Whoever controls radio transmissions also controls how troops, aircraft, and missiles navigate and communicate. Block the transmissions, and you can paralyze battalions, squadrons and fleets—and, yes, drones. “Electronic warfare is the key to winning the drone war,” Gen. Valeriy Zaluzhnyi, the commander-in-chief of the Ukrainian armed forces, wrote in The Economist.

Consider what happens in that Russian drone video, which was posted on social media by a famous Ukrainian drone operator who goes by the call-sign “Magyar.” The small quadcopter—the kind of unmanned aerial vehicle both Russia and Ukraine have fitted with explosives and sent on lethal one-way missions—appears to be on course for a potential strike on Ukrainian positions.

Abruptly, the drone wobbles in mid-air—then tumbles toward the ground. An apparent victim of Ukrainian radio-jamming.

This kind of jamming has been a part of warfare for nearly a century now. The principle is simple: Find the radio frequencies the enemy is using, and broadcast overwhelming noise on the same frequencies in order to render them unusable.
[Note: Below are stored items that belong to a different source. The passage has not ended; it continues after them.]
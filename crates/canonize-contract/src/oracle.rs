//! Behavioral oracle and compliance checker interfaces
//!
//! Both are black boxes to the engine. Implementations own execution,
//! sandboxing and time-boxing; the engine only passes the timeout through.

use std::sync::Arc;
use std::time::Duration;

use serde::{Deserialize, Serialize};

use crate::contract::Contract;

/// Verdict of a behavioral validation run
#[derive(Debug, Clone, PartialEq, Serialize, Deserialize)]
pub struct OracleResult {
    /// All contract tests passed
    pub passed: bool,
    /// Fraction of contract tests passed, in `[0, 1]`
    pub pass_rate: f64,
    /// Free-form detail from the collaborator
    #[serde(default)]
    pub detail: String,
}

impl OracleResult {
    /// Full pass
    #[must_use]
    pub fn pass(detail: impl Into<String>) -> Self {
        Self {
            passed: true,
            pass_rate: 1.0,
            detail: detail.into(),
        }
    }

    /// Failure with the given pass rate
    #[must_use]
    pub fn fail(pass_rate: f64, detail: impl Into<String>) -> Self {
        Self {
            passed: false,
            pass_rate: pass_rate.clamp(0.0, 1.0),
            detail: detail.into(),
        }
    }

    /// Whether `self` is worse than the earlier verdict `before`
    #[must_use]
    pub fn regresses_from(&self, before: &OracleResult) -> bool {
        (before.passed && !self.passed) || self.pass_rate < before.pass_rate
    }
}

/// Behavioral equivalence judge
pub trait Oracle: Send + Sync {
    /// Run the contract's tests against `code`, bounded by `timeout`
    fn validate(&self, code: &str, contract: &Contract, timeout: Duration) -> OracleResult;
}

impl<T: Oracle + ?Sized> Oracle for Arc<T> {
    fn validate(&self, code: &str, contract: &Contract, timeout: Duration) -> OracleResult {
        (**self).validate(code, contract, timeout)
    }
}

/// Non-functional constraint verdict
#[derive(Debug, Clone, PartialEq, Default, Serialize, Deserialize)]
pub struct ComplianceReport {
    /// Every constraint satisfied
    pub fully_compliant: bool,
    /// Aggregate compliance score, higher is better
    pub score: f64,
    /// Human-readable violations
    #[serde(default)]
    pub violations: Vec<String>,
}

impl ComplianceReport {
    /// Report with no violations
    #[must_use]
    pub fn compliant(score: f64) -> Self {
        Self {
            fully_compliant: true,
            score,
            violations: Vec::new(),
        }
    }
}

/// Non-functional constraint judge
pub trait ComplianceChecker: Send + Sync {
    /// Judge `code` against the contract's constraints
    fn check(&self, code: &str, contract: &Contract) -> ComplianceReport;
}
In the years following World War II, jamming mostly targeted radio communications. But as more and more weapons began to rely on long-distance command signals or even GPS satellites, jamming could also prevent accurate navigation. What good is a GPS-guided cruise missile if it can’t communicate with the GPS satellites orbiting Earth thousands of miles overhead?

Today, many militaries practice some form of electronic warfare. The Russian armed forces practice it harder than most. “Moscow is stepping up its efforts to renew and modernize the EW inventory,” analyst Roger McDermott wrote in a 2017 study for the Estonian defense ministry, using the military shorthand for “electronic warfare.”

Which is why observers expected this kind of warfare to play a growing role as Russia escalated its war on Ukraine, starting with the invasion of Crimea in 2014 and widening with the assaults beginning in February 2022. “EW forms an organic part of Russia’s kinetic and non-kinetic operations,” McDermott wrote.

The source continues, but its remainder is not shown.